The episode leaned heavily on the pathos to cover up for the lack of actual comedy in the episode's premise, and when it did go for comedy, it was in the form of several running gags, one of which worked and two of which sputtered. The gag that came together well was Marshall's continued game of "Drunk or Kid" when he tells the gang about somethign stupid he did (putting bottle rockets in the microwave, riding his bike down an extension ladder from the roof of his house, driving his brother's care the wrong way on I-94) and they are left to guess whether he was drunk at the time or a kid. Each of those ensuing cut scenes was worth at least a few laughs, especially the one resulting in Marshall's mother screaming "Marshall's dead! Marshall's dead!"

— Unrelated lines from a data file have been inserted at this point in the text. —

mod error;
mod frame;
mod receiver;
mod reliable_sender;

#[cfg(test)]
#[path = "tests/common.rs"]
pub mod common;

pub use crate::error::NetworkError;
pub use crate::frame::{decode_frame, encode_frame, FLAG_RAW, FLAG_ZLIB};
pub use crate::receiver::{MessageHandler, Receiver, Writer};
pub use crate::reliable_sender::{CancelHandler, ReliableSender};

The second running gag centered on Barney (or Robin) crying at Clint's crude song. This joke was predicated on the standard HIMYM set up, where one member of the gang has done something stupid and the others mock him or her, and also played with the now pretty standard unreliable narrator, but for whatever reason the mixture felt decidedly off tonight. Finally, the man evaluating Ted's house kept finding things wrong with it, and that's funny because of the financial catastrophe it puts Ted in (though, to be fair, the guy listting hobo was pretty funny).

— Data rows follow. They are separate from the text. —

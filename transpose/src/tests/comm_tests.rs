use super::*;
use crate::local_mesh;
use futures::future::try_join_all;

#[tokio::test]
async fn collectives() {
    let handles = local_mesh(3).into_iter().map(|mut comm| {
        tokio::spawn(async move {
            let me = comm.me();
            comm.barrier().await?;
            let max = comm.reduce_max(me as f64).await?;
            let sum = comm.reduce_sum(me as f64 + 0.5).await?;
            let any = comm.all_reduce_or(me == 2).await?;
            let none = comm.all_reduce_or(false).await?;
            Ok::<_, TransposeError>((me, max, sum, any, none))
        })
    });
    for result in try_join_all(handles).await.unwrap() {
        let (me, max, sum, any, none) = result.unwrap();
        if me == ROOT {
            assert_eq!(max, Some(2.0));
            assert_eq!(sum, Some(4.5));
        } else {
            assert_eq!(max, None);
            assert_eq!(sum, None);
        }
        assert!(any);
        assert!(!none);
    }
}

#[tokio::test]
async fn broadcast_only_builds_payload_at_root() {
    let handles = local_mesh(2).into_iter().map(|mut comm| {
        tokio::spawn(async move {
            let me = comm.me();
            comm.broadcast(|| {
                assert_eq!(me, ROOT);
                CollectivePayload::Value(7.0)
            })
            .await
        })
    });
    for result in try_join_all(handles).await.unwrap() {
        assert_eq!(result.unwrap(), CollectivePayload::Value(7.0));
    }
}

#[tokio::test]
async fn blocks_arrive_out_of_order() {
    let mut comms = local_mesh(2);
    let mut receiver = comms.remove(0);
    let mut sender = comms.remove(0);

    let second = sender.isend_block(0, 0, 2, &[2.0, 2.0]).await.unwrap();
    let first = sender.isend_block(0, 0, 1, &[1.0, 1.0]).await.unwrap();
    Communicator::confirm(0, second).await.unwrap();
    Communicator::confirm(0, first).await.unwrap();

    let mut block = [0.0; 2];
    receiver.recv_block(1, 0, 1, &mut block).await.unwrap();
    assert_eq!(block, [1.0, 1.0]);
    receiver.recv_block(1, 0, 2, &mut block).await.unwrap();
    assert_eq!(block, [2.0, 2.0]);
}

#[tokio::test]
async fn send_recv_between_two_peers() {
    let handles = local_mesh(2).into_iter().map(|mut comm| {
        tokio::spawn(async move {
            let me = comm.me();
            let other = 1 - me;
            let mut incoming = [0.0; 3];
            comm.send_recv(other, other, 4, 1, &[me as f64; 3], &mut incoming)
                .await?;
            Ok::<_, TransposeError>((me, incoming))
        })
    });
    for result in try_join_all(handles).await.unwrap() {
        let (me, incoming) = result.unwrap();
        assert_eq!(incoming, [(1 - me) as f64; 3]);
    }
}

#[tokio::test]
async fn wrong_block_size() {
    let mut comms = local_mesh(2);
    let mut receiver = comms.remove(0);
    let mut sender = comms.remove(0);

    sender.isend_block(0, 0, 1, &[1.0; 3]).await.unwrap();
    let mut block = [0.0; 4];
    match receiver.recv_block(1, 0, 1, &mut block).await {
        Err(TransposeError::BlockSize {
            peer,
            expected,
            received,
        }) => assert_eq!((peer, expected, received), (1, 4, 3)),
        other => panic!("Unexpected result: {:?}", other),
    }
}

#[tokio::test]
async fn duplicate_block() {
    let mut comms = local_mesh(2);
    let mut receiver = comms.remove(0);
    let mut sender = comms.remove(0);

    sender.isend_block(0, 0, 1, &[1.0]).await.unwrap();
    sender.isend_block(0, 0, 1, &[1.0]).await.unwrap();
    let mut block = [0.0];
    // The first copy is waited for later, so both end up parked.
    match receiver.recv_block(1, 0, 2, &mut block).await {
        Err(TransposeError::DuplicateMessage(tag)) => assert_eq!(
            tag,
            Tag::Block {
                sender: 1,
                iteration: 0,
                phase: 1
            }
        ),
        other => panic!("Unexpected result: {:?}", other),
    }
}

#[tokio::test]
async fn abort_fails_waiting_peers() {
    let mut comms = local_mesh(3);
    let mut quitter = comms.remove(1);
    quitter.abort("out of memory").await;

    for mut comm in comms {
        let mut block = [0.0];
        match comm.recv_block(1, 0, 1, &mut block).await {
            Err(TransposeError::Aborted { peer, reason }) => {
                assert_eq!(peer, 1);
                assert_eq!(reason, "out of memory");
            }
            other => panic!("Unexpected result: {:?}", other),
        }
        // Later waits fail too.
        assert!(matches!(
            comm.recv_block(1, 0, 2, &mut block).await,
            Err(TransposeError::Aborted { .. })
        ));
    }
}

#[tokio::test]
async fn unreachable_peer() {
    let mut comms = local_mesh(2);
    let mut comm = comms.remove(0);
    drop(comms);
    assert!(matches!(
        comm.isend_block(1, 0, 1, &[0.0]).await,
        Err(TransposeError::Unreachable(1))
    ));
    assert!(matches!(
        comm.isend_block(5, 0, 1, &[0.0]).await,
        Err(TransposeError::Unreachable(5))
    ));
}
use super::*;

#[test]
fn tags() {
    let block = PeerMessage::Block {
        sender: 3,
        iteration: 2,
        phase: 1,
        data: vec![1.0; 4],
    };
    assert_eq!(
        block.tag(),
        Some(Tag::Block {
            sender: 3,
            iteration: 2,
            phase: 1
        })
    );

    let collective = PeerMessage::Collective {
        sender: 1,
        sequence: 9,
        payload: CollectivePayload::Flag(true),
    };
    assert_eq!(
        collective.tag(),
        Some(Tag::Collective {
            sender: 1,
            sequence: 9
        })
    );

    let abort = PeerMessage::Abort {
        sender: 2,
        reason: "boom".to_string(),
    };
    assert_eq!(abort.tag(), None);
    assert_eq!(abort.sender(), 2);
}

#[test]
fn parameters_survive_the_wire() {
    let parameters = Parameters {
        threads: 4,
        order: 96,
        collapse: true,
        ..Parameters::default()
    };
    let message = PeerMessage::Collective {
        sender: 0,
        sequence: 0,
        payload: CollectivePayload::Parameters(Some(parameters)),
    };
    let bytes = bincode::serialize(&message).unwrap();
    let decoded: PeerMessage = bincode::deserialize(&bytes).unwrap();
    assert_eq!(decoded, message);
}

#[test]
fn block_payload_is_dense() {
    let message = PeerMessage::Block {
        sender: 0,
        iteration: 0,
        phase: 1,
        data: vec![0.5; 100],
    };
    let bytes = bincode::serialize(&message).unwrap();
    // Variant index, three integers and the vector length around 800 bytes of data.
    assert_eq!(bytes.len(), 4 + 8 * 3 + 8 + 800);
}
mod comm;
mod context;
mod error;
mod exchange;
mod fault;
mod layout;
mod local_transport;
mod mailbox;
mod messages;
mod network_transport;
mod peer;
mod report;
mod storage;
mod timer;
mod transposer;
mod validator;
mod view;

pub use crate::comm::{Communicator, Transport};
pub use crate::context::RunContext;
pub use crate::error::TransposeError;
pub use crate::exchange::{BlockingExchange, Exchange, ExchangeScheduler, OverlappedExchange};
pub use crate::fault::agree_on_fault;
pub use crate::layout::{MatrixLayout, TransposeStrategy};
pub use crate::local_transport::{local_mesh, LocalTransport};
pub use crate::messages::{CollectivePayload, PeerMessage, Tag};
pub use crate::network_transport::{NetworkTransport, PeerMessageHandler};
pub use crate::peer::{run, Benchmark};
pub use crate::report::{Report, Verdict};
pub use crate::storage::{ColumnBlock, Matrices, Workspace};
pub use crate::timer::IterationTimer;
pub use crate::transposer::{
    transposer_for, CollapsedTiledTranspose, FlatTranspose, LocalTranspose, TiledTranspose,
};
pub use crate::validator::local_error;
pub use crate::view::{StridedView, StridedViewMut, Tile};
use super::*;
use config::{ConfigError, Parameters};
use futures::future::try_join_all;

async fn exchange_over_tcp(base_port: u16, compress: bool) {
    let committee = Committee::local(2, base_port).unwrap();
    let handles = (0..2).map(|me| {
        let committee = committee.clone();
        tokio::spawn(async move {
            let listen = committee.address(me).unwrap();
            let mut comm = Communicator::connect(me, &committee, listen).await?;
            comm.configure(&Parameters {
                compress,
                ..Parameters::default()
            });

            let other = 1 - me;
            let outgoing: Vec<f64> = (0..64).map(|x| (100 * me + x) as f64).collect();
            let mut incoming = vec![0.0; 64];
            comm.send_recv(other, other, 0, 1, &outgoing, &mut incoming)
                .await?;
            let any = comm.all_reduce_or(me == 1).await?;
            Ok::<_, TransposeError>((me, incoming, any))
        })
    });

    for result in try_join_all(handles).await.unwrap() {
        let (me, incoming, any) = result.unwrap();
        let other = 1 - me;
        let expected: Vec<f64> = (0..64).map(|x| (100 * other + x) as f64).collect();
        assert_eq!(incoming, expected);
        assert!(any);
    }
}

#[tokio::test]
async fn blocks_over_tcp() {
    exchange_over_tcp(6200, false).await;
}

#[tokio::test]
async fn compressed_blocks_over_tcp() {
    exchange_over_tcp(6210, true).await;
}

#[tokio::test]
async fn peer_outside_committee() {
    let committee = Committee::local(2, 6220).unwrap();
    let listen = committee.address(0).unwrap();
    match Communicator::connect(2, &committee, listen).await {
        Err(TransposeError::Config(ConfigError::NotInCommittee(2))) => (),
        Err(e) => panic!("Unexpected error: {}", e),
        Ok(_) => panic!("Peer 2 joined a committee of 2"),
    }
}

#[tokio::test]
async fn block_too_large_for_a_frame() {
    let committee = Committee::local(2, 6230).unwrap();
    let handles = (0..2).map(|me| {
        let committee = committee.clone();
        tokio::spawn(async move {
            let listen = committee.address(me).unwrap();
            let mut comm = Communicator::connect(me, &committee, listen).await?;
            let parameters = Parameters {
                threads: 1,
                iterations: 1,
                order: 2 * 16_384,
                ..Parameters::default()
            };
            crate::run(&mut comm, parameters).await
        })
    });

    // Rejected before anything is allocated.
    let results = try_join_all(handles).await.unwrap();
    match &results[0] {
        Err(TransposeError::Config(ConfigError::BlockTooLarge { block_order, .. })) => {
            assert_eq!(*block_order, 16_384)
        }
        other => panic!("Unexpected result: {:?}", other),
    }
    assert!(matches!(
        results[1],
        Err(TransposeError::Config(ConfigError::RejectedByRoot))
    ));
}
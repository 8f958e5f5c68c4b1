use serde::de::DeserializeOwned;
use serde::Serialize;
use std::fs::{self, OpenOptions};
use std::io::{BufWriter, Write as _};
use thiserror::Error;

#[cfg(test)]
#[path = "tests/file_io_tests.rs"]
pub mod file_io_tests;

#[derive(Error, Debug)]
pub enum FileIoError {
    #[error("Failed to read config file '{file}': {message}")]
    ImportError { file: String, message: String },

    #[error("Failed to write config file '{file}': {message}")]
    ExportError { file: String, message: String },
}

pub trait Import: DeserializeOwned {
    fn import(path: &str) -> Result<Self, FileIoError> {
        let reader = || -> Result<Self, std::io::Error> {
            let data = fs::read(path)?;
            Ok(serde_json::from_slice(data.as_slice())?)
        };
        reader().map_err(|e| FileIoError::ImportError {
            file: path.to_string(),
            message: e.to_string(),
        })
    }
}

pub trait Export: Serialize {
    fn export(&self, path: &str) -> Result<(), FileIoError> {
        let writer = || -> Result<(), std::io::Error> {
            let file = OpenOptions::new()
                .create(true)
                .write(true)
                .truncate(true)
                .open(path)?;
            let mut writer = BufWriter::new(file);
            let data = serde_json::to_string_pretty(self)?;
            writer.write_all(data.as_ref())?;
            writer.write_all(b"\n")?;
            Ok(())
        };
        writer().map_err(|e| FileIoError::ExportError {
            file: path.to_string(),
            message: e.to_string(),
        })
    }
}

At the end of the day, this was a pretty weak episode which coasted on the emotional investment the fans have in the master-plot in the way that too many episodes this season have. I care deeply about Ted meeting the woman of his dreams, but every time the show cheapens that with a Macguffin (be it a job, a house, or even an ankle) I get a little more anxious that the show doesn't actually have a rabbit hidden inside its hat, or at least can't find the pocket where it thought the rabbit was hiding. I sincerely hope that How I Met Your Mother doesn't botch its ending, and I have a reasonable amount of faith that the creators have had at least a vague ending in mind from the start, but I truly wish they would stop distracting us with trivial emotional grabs and get back to the meat of this story already. After all, that's what we show up for every week.

Grade: B-

Notes:

-"We don't want to know what the internet and you do when you're lonely." "I didn't...I'm not talking about that part of the night!"

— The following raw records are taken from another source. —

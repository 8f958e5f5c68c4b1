use std::time::Instant;

/// Wall-clock stopwatch for the timed iterations.
#[derive(Debug, Default)]
pub struct IterationTimer {
    started: Option<Instant>,
}

impl IterationTimer {
    pub fn start(&mut self) {
        self.started = Some(Instant::now());
    }

    /// Seconds since `start`, or zero if it was never called.
    pub fn elapsed(&self) -> f64 {
        self.started
            .map(|started| started.elapsed().as_secs_f64())
            .unwrap_or_default()
    }
}
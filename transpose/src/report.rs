use crate::context::RunContext;
use crate::layout::TransposeStrategy;
use config::ExchangeMode;
use model::types_and_const::{transpose_bytes, EPSILON};
use std::fmt;

#[cfg(test)]
#[path = "tests/report_tests.rs"]
pub mod report_tests;

#[derive(Clone, Debug, PartialEq)]
pub enum Verdict {
    /// `avg_time` in seconds, `rate` in MB/s.
    Validates { avg_time: f64, rate: f64 },
    Fails { error: f64, epsilon: f64 },
}

/// Outcome of a run, as assembled by the root peer.
#[derive(Clone, Debug, PartialEq)]
pub struct Report {
    pub num_peers: usize,
    pub threads: usize,
    pub order: usize,
    pub iterations: usize,
    pub strategy: TransposeStrategy,
    pub exchange: ExchangeMode,
    /// Blocks were zlib-compressed on the wire, inside the timed region.
    pub compressed: bool,
    pub verbose: bool,
    /// Summed absolute error over all peers.
    pub error: f64,
    pub verdict: Verdict,
}

impl Report {
    /// `elapsed` is the slowest time of all peers for the timed iterations.
    pub fn new(ctx: &RunContext, elapsed: f64, error: f64) -> Self {
        let parameters = &ctx.parameters;
        let verdict = if error < EPSILON {
            let avg_time = elapsed / parameters.iterations as f64;
            let rate = 1.0e-6 * transpose_bytes(parameters.order) as f64 / avg_time;
            Verdict::Validates { avg_time, rate }
        } else {
            Verdict::Fails {
                error,
                epsilon: EPSILON,
            }
        };

        Self {
            num_peers: ctx.num_peers,
            threads: parameters.threads,
            order: parameters.order,
            iterations: parameters.iterations,
            strategy: ctx.layout.strategy,
            exchange: parameters.exchange,
            compressed: parameters.compress && ctx.num_peers > 1,
            verbose: parameters.verbose,
            error,
            verdict,
        }
    }

    pub fn validates(&self) -> bool {
        matches!(self.verdict, Verdict::Validates { .. })
    }
}

impl fmt::Display for Report {
    fn fmt(&self, f: &mut fmt::Formatter) -> fmt::Result {
        writeln!(f, "Parallel Research Kernels")?;
        writeln!(f, "Distributed matrix transpose: B = A^T")?;
        writeln!(f, "Number of peers      = {}", self.num_peers)?;
        writeln!(f, "Threads per peer     = {}", self.threads)?;
        writeln!(f, "Matrix order         = {}", self.order)?;
        writeln!(f, "Number of iterations = {}", self.iterations)?;
        match self.strategy {
            TransposeStrategy::Flat => writeln!(f, "Untiled")?,
            TransposeStrategy::Tiled { tile_order } => {
                writeln!(f, "Tile size            = {}", tile_order)?
            }
            TransposeStrategy::CollapsedTiled { tile_order } => {
                writeln!(f, "Tile size            = {}", tile_order)?;
                writeln!(f, "Using loop collapse")?;
            }
        }
        writeln!(f, "{}", self.exchange)?;
        if self.compressed {
            writeln!(f, "Compressed blocks")?;
        }

        match self.verdict {
            Verdict::Validates { avg_time, rate } => {
                writeln!(f, "Solution validates")?;
                if self.verbose {
                    writeln!(f, "Summed errors: {:e}", self.error)?;
                }
                write!(f, "Rate (MB/s): {:.6} Avg time (s): {:.6}", rate, avg_time)
            }
            Verdict::Fails { error, epsilon } => {
                if self.verbose {
                    writeln!(f, "Summed errors: {:e}", error)?;
                }
                write!(
                    f,
                    "ERROR: Aggregate squared error {:e} exceeds threshold {:e}",
                    error, epsilon
                )
            }
        }
    }
}
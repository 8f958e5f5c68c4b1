use super::*;
use crate::frame::encode_frame;
use futures::sink::SinkExt as _;
use futures::stream::StreamExt as _;
use tokio::sync::mpsc::Sender;

#[derive(Clone)]
struct TestHandler {
    deliver: Sender<Bytes>,
}

#[async_trait]
impl MessageHandler for TestHandler {
    async fn dispatch(&self, writer: &mut Writer, message: Bytes) -> Result<(), Box<dyn Error>> {
        // Reply with an ACK.
        let _ = writer.send(Bytes::from("Ack")).await;

        // Deliver the message to the application.
        self.deliver.send(message).await.unwrap();
        Ok(())
    }
}

async fn connect(address: SocketAddr) -> Framed<TcpStream, LengthDelimitedCodec> {
    let stream = TcpStream::connect(address).await.unwrap();
    Framed::new(stream, LengthDelimitedCodec::new())
}

#[tokio::test]
async fn receive() {
    // Make the network receiver.
    let address = "127.0.0.1:0".parse::<SocketAddr>().unwrap();
    let (tx, mut rx) = tokio::sync::mpsc::channel(1);
    let address = Receiver::spawn(address, TestHandler { deliver: tx })
        .await
        .unwrap();

    // Send a raw and a compressed message.
    let mut transport = connect(address).await;
    for compress in [false, true] {
        let frame = encode_frame(b"block", compress).unwrap();
        transport.send(frame).await.unwrap();

        // Ensure the message gets passed to the channel and acknowledged.
        assert_eq!(rx.recv().await, Some(Bytes::from("block")));
        let ack = transport.next().await.unwrap().unwrap();
        assert_eq!(&ack[..], b"Ack");
    }
}

#[tokio::test]
async fn invalid_flag_closes_connection() {
    let address = "127.0.0.1:0".parse::<SocketAddr>().unwrap();
    let (tx, mut rx) = tokio::sync::mpsc::channel(1);
    let address = Receiver::spawn(address, TestHandler { deliver: tx })
        .await
        .unwrap();

    let mut transport = connect(address).await;
    transport.send(Bytes::from_static(&[0x07, 1, 2, 3])).await.unwrap();

    // Nothing is delivered and the receiver hangs up without acknowledging.
    assert!(transport.next().await.is_none());
    assert!(rx.try_recv().is_err());
}

#[tokio::test]
async fn bind_conflict() {
    let address = "127.0.0.1:0".parse::<SocketAddr>().unwrap();
    let (tx, _rx) = tokio::sync::mpsc::channel(1);
    let handler = TestHandler { deliver: tx };
    let bound = Receiver::spawn(address, handler.clone()).await.unwrap();
    assert!(matches!(
        Receiver::spawn(bound, handler).await,
        Err(NetworkError::FailedToBind(..))
    ));
}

-"It'll be a sausage fest. Sausage party? We'll do burgers."

-Moms, right? Always making a big deal out of everything. I was out of that coma in under a week."

-I liked the callback to Barney's desire to hear the story of Virginia's broach. A nice touch in a story that was clearly made up (and also wouldn't have been before Clint as Barney claimed, since Virginia and Clint were already dating when "Brunch" occurred. But hey, Barney was lying, so its cool).

-"Ok, she's a Mellencamp." The second time they've made John Cougar Mellencamp into a cougar joke. Nicely done.

-"Ted...I am so...baked right now..."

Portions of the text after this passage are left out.